Figure 1.Apoptosis resistance in p65 null MEFs. (A)
retrovirus-mediated reconstitution of p65 null MEFs with p65 restores NF-κB function as measured by EMSA.
Wild type (wt), p65 null (vector) and p65 null reconstituted MEFs were
stimulated with 10 ng/ml TNFα for 6
hr. Nuclear proteins were extracted and equal amounts of extract incubated
with a radio-labeled NF-κB consensus probe. (B) p65 null
cells are resistant to genotoxin-induced apoptosis. Cells were treated with
10 μM etoposide or 5 mJ UV-irradiation for 18 hr. Floating and attached
cells were then collected and stained with propidium iodide (PI). DNA
content was analyzed by flow cytometry. Results are presented as percentage
of cells with sub-G1 DNA content.

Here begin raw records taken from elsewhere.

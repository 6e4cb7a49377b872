use serde::Deserialize;
use std::collections::BTreeSet;
use ts_rs::TS;

use crate::models::common::{ClassLevel, PaginationQuery};

// 教师列表查询参数（来自HTTP请求）
#[derive(Debug, Deserialize, TS)]
#[ts(export, export_to = "../frontend/src/types/generated/teacher.ts")]
pub struct TeacherListParams {
    #[serde(flatten)]
    #[ts(flatten)]
    pub pagination: PaginationQuery,
    pub class_level: Option<ClassLevel>,
    pub search: Option<String>,
}

// 创建教师请求
#[derive(Debug, Deserialize, TS)]
#[ts(export, export_to = "../frontend/src/types/generated/teacher.ts")]
pub struct CreateTeacherRequest {
    pub name: String,
    pub email: Option<String>,
    pub phone: Option<String>,
    #[serde(default)]
    pub class_levels: BTreeSet<ClassLevel>,
    pub user_id: Option<i64>,
}

// 更新教师请求
#[derive(Debug, Deserialize, TS)]
#[ts(export, export_to = "../frontend/src/types/generated/teacher.ts")]
pub struct UpdateTeacherRequest {
    pub name: Option<String>,
    pub email: Option<String>,
    pub phone: Option<String>,
    pub class_levels: Option<BTreeSet<ClassLevel>>,
    pub user_id: Option<i64>,
}

// 教师列表查询参数（用于存储层）
#[derive(Debug, Clone, Default, Deserialize, TS)]
#[ts(export, export_to = "../frontend/src/types/generated/teacher.ts")]
pub struct TeacherListQuery {
    pub page: Option<i64>,
    pub size: Option<i64>,
    pub class_level: Option<ClassLevel>,
    pub search: Option<String>,
}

The data shown represent the mean and SEM of three
independent experiments. **statistically significant by student
t-test analysis (p<0.05). (C) S-100 extracts from p65 null
(vector) and reconstituted cells (p65) treated with 10 μM etoposide were used to assess caspase activity
by cleavage (arbitrary fluorescence units per minute [AFU/min]) of the
fluorogenic substrate, Ac-DEVD-afc. The data
shown represent the mean and SEM of three independent experiments.